YOUR OBJECTIVE ▸
Starting with the first line of the records, write out each line exactly until you have included the line containing "and must share".

Collected data entries ▸
════════════════════
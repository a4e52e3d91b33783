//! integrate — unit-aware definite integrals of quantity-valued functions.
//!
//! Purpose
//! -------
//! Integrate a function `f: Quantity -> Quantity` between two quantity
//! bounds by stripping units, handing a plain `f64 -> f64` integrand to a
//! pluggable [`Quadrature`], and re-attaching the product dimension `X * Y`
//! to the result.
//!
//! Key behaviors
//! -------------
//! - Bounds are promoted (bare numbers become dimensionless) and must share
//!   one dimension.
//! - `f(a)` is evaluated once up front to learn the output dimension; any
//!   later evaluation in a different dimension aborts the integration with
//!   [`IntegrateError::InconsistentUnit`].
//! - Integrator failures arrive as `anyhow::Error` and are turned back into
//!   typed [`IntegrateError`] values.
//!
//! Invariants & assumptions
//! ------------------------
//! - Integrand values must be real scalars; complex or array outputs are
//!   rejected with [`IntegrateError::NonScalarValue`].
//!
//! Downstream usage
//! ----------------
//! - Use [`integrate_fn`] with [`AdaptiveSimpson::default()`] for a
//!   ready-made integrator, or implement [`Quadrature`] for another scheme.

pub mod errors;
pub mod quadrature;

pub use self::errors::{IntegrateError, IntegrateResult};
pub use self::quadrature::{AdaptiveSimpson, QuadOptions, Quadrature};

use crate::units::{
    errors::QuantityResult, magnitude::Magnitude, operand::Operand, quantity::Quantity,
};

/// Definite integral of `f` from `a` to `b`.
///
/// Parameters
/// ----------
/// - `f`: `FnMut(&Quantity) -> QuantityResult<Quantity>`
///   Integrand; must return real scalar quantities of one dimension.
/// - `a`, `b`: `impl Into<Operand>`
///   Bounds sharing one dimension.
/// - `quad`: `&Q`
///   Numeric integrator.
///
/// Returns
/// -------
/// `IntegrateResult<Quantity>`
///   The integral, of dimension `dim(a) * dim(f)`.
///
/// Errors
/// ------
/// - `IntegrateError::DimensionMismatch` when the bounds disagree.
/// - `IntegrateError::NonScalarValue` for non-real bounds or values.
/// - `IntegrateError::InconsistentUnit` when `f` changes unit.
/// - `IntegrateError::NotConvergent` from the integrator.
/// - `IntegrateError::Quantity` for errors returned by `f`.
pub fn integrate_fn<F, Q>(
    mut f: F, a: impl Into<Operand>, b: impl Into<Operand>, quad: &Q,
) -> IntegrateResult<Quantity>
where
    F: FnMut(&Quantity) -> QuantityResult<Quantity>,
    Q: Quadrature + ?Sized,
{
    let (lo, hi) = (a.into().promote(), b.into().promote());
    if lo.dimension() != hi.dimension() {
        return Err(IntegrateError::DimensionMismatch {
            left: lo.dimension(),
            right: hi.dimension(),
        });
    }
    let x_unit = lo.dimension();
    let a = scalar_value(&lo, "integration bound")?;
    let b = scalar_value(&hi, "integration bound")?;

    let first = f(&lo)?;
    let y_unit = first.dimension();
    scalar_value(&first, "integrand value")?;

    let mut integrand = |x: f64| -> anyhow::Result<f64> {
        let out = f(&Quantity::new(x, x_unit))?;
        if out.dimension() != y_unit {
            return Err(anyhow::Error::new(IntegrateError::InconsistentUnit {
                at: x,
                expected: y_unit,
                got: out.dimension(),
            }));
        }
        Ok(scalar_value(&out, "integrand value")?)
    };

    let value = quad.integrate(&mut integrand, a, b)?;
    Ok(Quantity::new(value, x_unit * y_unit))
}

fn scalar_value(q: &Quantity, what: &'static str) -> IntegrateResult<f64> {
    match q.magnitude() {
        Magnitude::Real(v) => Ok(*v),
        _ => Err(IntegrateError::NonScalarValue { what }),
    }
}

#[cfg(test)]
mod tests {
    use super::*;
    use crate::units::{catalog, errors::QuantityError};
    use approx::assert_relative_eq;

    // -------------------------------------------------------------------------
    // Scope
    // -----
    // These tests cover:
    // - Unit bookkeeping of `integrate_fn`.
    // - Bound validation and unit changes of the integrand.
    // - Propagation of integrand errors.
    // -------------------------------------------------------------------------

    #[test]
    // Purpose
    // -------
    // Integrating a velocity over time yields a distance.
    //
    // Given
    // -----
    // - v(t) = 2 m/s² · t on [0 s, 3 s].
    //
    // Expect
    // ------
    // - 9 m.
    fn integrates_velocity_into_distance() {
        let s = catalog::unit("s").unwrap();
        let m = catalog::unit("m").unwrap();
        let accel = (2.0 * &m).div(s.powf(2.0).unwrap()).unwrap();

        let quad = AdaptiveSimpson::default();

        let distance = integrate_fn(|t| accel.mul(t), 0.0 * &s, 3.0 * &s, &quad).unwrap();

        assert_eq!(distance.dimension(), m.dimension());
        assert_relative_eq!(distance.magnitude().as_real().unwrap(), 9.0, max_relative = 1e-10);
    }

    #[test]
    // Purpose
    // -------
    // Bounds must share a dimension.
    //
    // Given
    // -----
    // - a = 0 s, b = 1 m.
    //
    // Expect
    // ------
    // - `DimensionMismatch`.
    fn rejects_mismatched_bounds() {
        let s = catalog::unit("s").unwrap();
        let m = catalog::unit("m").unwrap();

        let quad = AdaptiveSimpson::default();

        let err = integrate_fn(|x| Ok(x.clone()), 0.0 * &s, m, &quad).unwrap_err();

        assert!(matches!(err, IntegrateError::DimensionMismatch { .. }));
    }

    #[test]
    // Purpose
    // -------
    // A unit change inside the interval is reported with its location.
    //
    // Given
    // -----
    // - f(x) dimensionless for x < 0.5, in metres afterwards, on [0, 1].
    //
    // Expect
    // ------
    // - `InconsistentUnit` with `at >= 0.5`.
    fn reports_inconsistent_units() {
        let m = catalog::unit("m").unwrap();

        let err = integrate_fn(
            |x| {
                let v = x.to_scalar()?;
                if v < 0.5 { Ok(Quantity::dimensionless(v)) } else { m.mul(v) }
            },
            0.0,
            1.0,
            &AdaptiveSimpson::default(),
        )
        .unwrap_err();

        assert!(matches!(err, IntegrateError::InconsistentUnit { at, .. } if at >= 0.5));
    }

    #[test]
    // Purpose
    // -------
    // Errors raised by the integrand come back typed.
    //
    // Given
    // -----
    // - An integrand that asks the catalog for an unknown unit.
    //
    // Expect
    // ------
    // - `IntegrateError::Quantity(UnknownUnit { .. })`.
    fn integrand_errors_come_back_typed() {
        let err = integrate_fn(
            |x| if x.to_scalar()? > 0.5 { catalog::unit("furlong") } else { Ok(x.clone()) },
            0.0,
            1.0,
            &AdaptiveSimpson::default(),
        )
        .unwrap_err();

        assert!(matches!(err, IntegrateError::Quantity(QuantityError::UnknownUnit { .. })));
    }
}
════════════════════
PROBLEM SOLUTION ▸
repository a4e52e3d91b33783
//! integrate — unit-aware definite integrals of quantity-valued functions.
//!
//! Purpose
//! -------
//! Integrate a function `f: Quantity -> Quantity` between two quantity
//! bounds by stripping units, handing a plain `f64 -> f64` integrand to a
//! pluggable [`Quadrature`], and re-attaching the product dimension `X * Y`
//! to the result.
//!
//! Key behaviors
//! -------------
//! - Bounds are promoted (bare numbers become dimensionless) and must share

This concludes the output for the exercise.